Records contained in a dataset:
#[async_trait]
impl CourseStore for MemoryStore {
    async fn find_all(&self) -> AppResult<Vec<Course>> {
        self.begin_read()?;
        Ok(self.tables.read().await.courses.values().cloned().collect())
    }

    async fn find_by_code(&self, code: &str) -> AppResult<Option<Course>> {
        self.begin_read()?;
        Ok(self.tables.read().await.courses.get(code).cloned())
    }

    async fn exists(&self, code: &str) -> AppResult<bool> {
        self.begin_read()?;
        Ok(self.tables.read().await.courses.contains_key(code))
    }

    async fn create(&self, data: &NewCourse) -> AppResult<Course> {
        self.begin_write()?;
        let mut tables = self.tables.write().await;
        if tables.courses.contains_key(&data.course_code) {
            return Err(AppError::conflict(format!(
                "Course '{}' already exists",
                data.course_code
            )));
        }
        let course = data.clone().into_course();
        tables
            .courses
            .insert(course.course_code.clone(), course.clone());
        Ok(course)
    }

    async fn update(&self, code: &str, changes: &PartialUpdate) -> AppResult<u64> {
        self.begin_write()?;
        let mut tables = self.tables.write().await;
        let Some(current) = tables.courses.get(code) else {
            return Ok(0);
        };

        let mut updated = current.clone();
        apply_course(&mut updated, changes)?;

        let new_code = updated.course_code.clone();
        if new_code != code {
            if tables.courses.contains_key(&new_code) {
                return Err(AppError::conflict("Course code already in use"));
            }
            tables.courses.remove(code);
            for resource in tables.resources.iter_mut().filter(|r| r.course_code == code) {
                resource.course_code = new_code.clone();
            }
            for classroom in tables.classrooms.iter_mut().filter(|c| c.course_code == code) {
                classroom.course_code = new_code.clone();
            }
        }
        tables.courses.insert(new_code, updated);
        Ok(1)
    }

    async fn delete(&self, code: &str) -> AppResult<u64> {
        self.begin_write()?;
        let mut tables = self.tables.write().await;
        if tables.courses.remove(code).is_none() {
            return Ok(0);
        }
        tables.resources.retain(|r| r.course_code != code);
        tables.remove_classrooms(|c| c.course_code == code);
        Ok(1)
    }
}

#[async_trait]
impl ResourceStore for MemoryStore {
    async fn find_all(&self) -> AppResult<Vec<Resource>> {
        self.begin_read()?;
        Ok(self.tables.read().await.resources.clone())
    }

    async fn find_by_course(&self, course_code: &str) -> AppResult<Vec<Resource>> {
        self.begin_read()?;
        let tables = self.tables.read().await;
        Ok(tables
            .resources
            .iter()
            .filter(|r| r.course_code == course_code)
            .cloned()
            .collect())
    }

    async fn create(&self, data: &NewResource) -> AppResult<Resource> {
        self.begin_write()?;
        let mut tables = self.tables.write().await;
        if tables.resources.iter().any(|r| r.link == data.link) {
            return Err(AppError::conflict(
                "A resource with this link already exists",
            ));
        }
        if !tables.courses.contains_key(&data.course_code) {
            return Err(AppError::reference_not_found("course", &data.course_code));
        }
        let resource = Resource {
            id: tables.allocate_id(),
            course_code: data.course_code.clone(),
            description: data.description.clone(),
            publishers_name: data.publishers_name.clone(),
            kind: data.kind.clone(),
            link: data.link.clone(),
            vote: data.vote.unwrap_or(0),
        };
        tables.resources.push(resource.clone());
        Ok(resource)
    }

    async fn delete(&self, id: i64) -> AppResult<u64> {
        self.begin_write()?;
        let mut tables = self.tables.write().await;
        let before = tables.resources.len();
        tables.resources.retain(|r| r.id != id);
        Ok((before - tables.resources.len()) as u64)
    }
}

— Required work —
Once the line with "let before = tables.resources.len();" has been found in the records above, retype it and every line after it exactly, and include nothing else.

— Response to the task —
        let before = tables.resources.len();
        tables.resources.retain(|r| r.id != id);
        Ok((before - tables.resources.len()) as u64)
    }
}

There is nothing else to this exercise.